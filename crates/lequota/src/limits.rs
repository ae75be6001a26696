//! Capability identifiers and configured limits

use std::collections::HashMap;

use serde::{Deserialize, Serialize};

/// A quota-gated capability.
#[derive(Debug, Clone, Copy, PartialEq, Eq, Hash, Serialize, Deserialize)]
#[serde(rename_all = "snake_case")]
pub enum Capability {
    /// One video-generation pipeline admission.
    VideoGeneration,
    /// One voice-synthesis invocation.
    VoiceClone,
}

impl Capability {
    /// Wire name of this capability.
    pub fn as_str(self) -> &'static str {
        match self {
            Capability::VideoGeneration => "video_generation",
            Capability::VoiceClone => "voice_clone",
        }
    }

    /// Every gated capability.
    pub fn all() -> [Capability; 2] {
        [Capability::VideoGeneration, Capability::VoiceClone]
    }
}

impl std::fmt::Display for Capability {
    fn fmt(&self, f: &mut std::fmt::Formatter<'_>) -> std::fmt::Result {
        f.write_str(self.as_str())
    }
}

/// Caps for one capability. `None` means the window is uncapped.
#[derive(Debug, Clone, Copy, Serialize, Deserialize)]
pub struct CapabilityLimits {
    /// Maximum admissions per calendar day (UTC).
    pub per_day: Option<u32>,
    /// Maximum admissions per calendar month (UTC).
    pub per_month: Option<u32>,
}

/// Configured limits per capability.
#[derive(Debug, Clone)]
pub struct QuotaLimits {
    caps: HashMap<Capability, CapabilityLimits>,
}

impl QuotaLimits {
    /// Build from explicit per-capability caps.
    pub fn new(caps: HashMap<Capability, CapabilityLimits>) -> Self {
        Self { caps }
    }

    /// Limits for one capability; absent capabilities are uncapped.
    pub fn for_capability(&self, capability: Capability) -> CapabilityLimits {
        self.caps
            .get(&capability)
            .copied()
            .unwrap_or(CapabilityLimits {
                per_day: None,
                per_month: None,
            })
    }

    /// Override the caps for one capability.
    pub fn set(&mut self, capability: Capability, limits: CapabilityLimits) {
        self.caps.insert(capability, limits);
    }
}

impl Default for QuotaLimits {
    fn default() -> Self {
        let mut caps = HashMap::new();
        caps.insert(
            Capability::VideoGeneration,
            CapabilityLimits {
                per_day: Some(3),
                per_month: Some(10),
            },
        );
        caps.insert(
            Capability::VoiceClone,
            CapabilityLimits {
                per_day: Some(10),
                per_month: Some(50),
            },
        );
        Self { caps }
    }
}
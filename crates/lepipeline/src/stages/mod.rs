//! Shipped stage implementations per session kind
//!
//! These stages fabricate deterministic artifacts through the collaborator
//! traits; the real generative backends plug in behind the same [`Stage`]
//! contract without the orchestration layers noticing.
//!
//! [`Stage`]: crate::contract::Stage

/// Academic planning stages (syllabus, course schedule).
pub mod academic;
/// Usage aggregation stage.
pub mod analytics;
/// Video generation stages.
pub mod video;
/// Voice cloning stage.
pub mod voice;

pub use academic::{ComposeSyllabusStage, CurriculumOutlineStage, OptimizeScheduleStage, SolveScheduleStage};
pub use analytics::AggregateUsageStage;
pub use video::{AssembleStage, FormatStage, MediaGenerateStage, ResearchStage};
pub use voice::SynthesizeStage;

use serde_json::Value;

use crate::failure::StageError;

/// Fetch a required string field from a stage input object.
pub(crate) fn required_str<'a>(value: &'a Value, field: &str) -> Result<&'a str, StageError> {
    value
        .get(field)
        .and_then(Value::as_str)
        .ok_or_else(|| StageError::domain(format!("missing required field `{field}`")))
}

/// Whether a payload value plausibly references stored media.
pub(crate) fn looks_like_uri(raw: &str) -> bool {
    raw.starts_with('/') || raw.contains("://")
}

• Exercise: Show me every line of the entries above that holds "crates".

• Answer to this task:
filename crates/lequota/src/limits.rs
filename crates/lepipeline/src/stages/mod.rs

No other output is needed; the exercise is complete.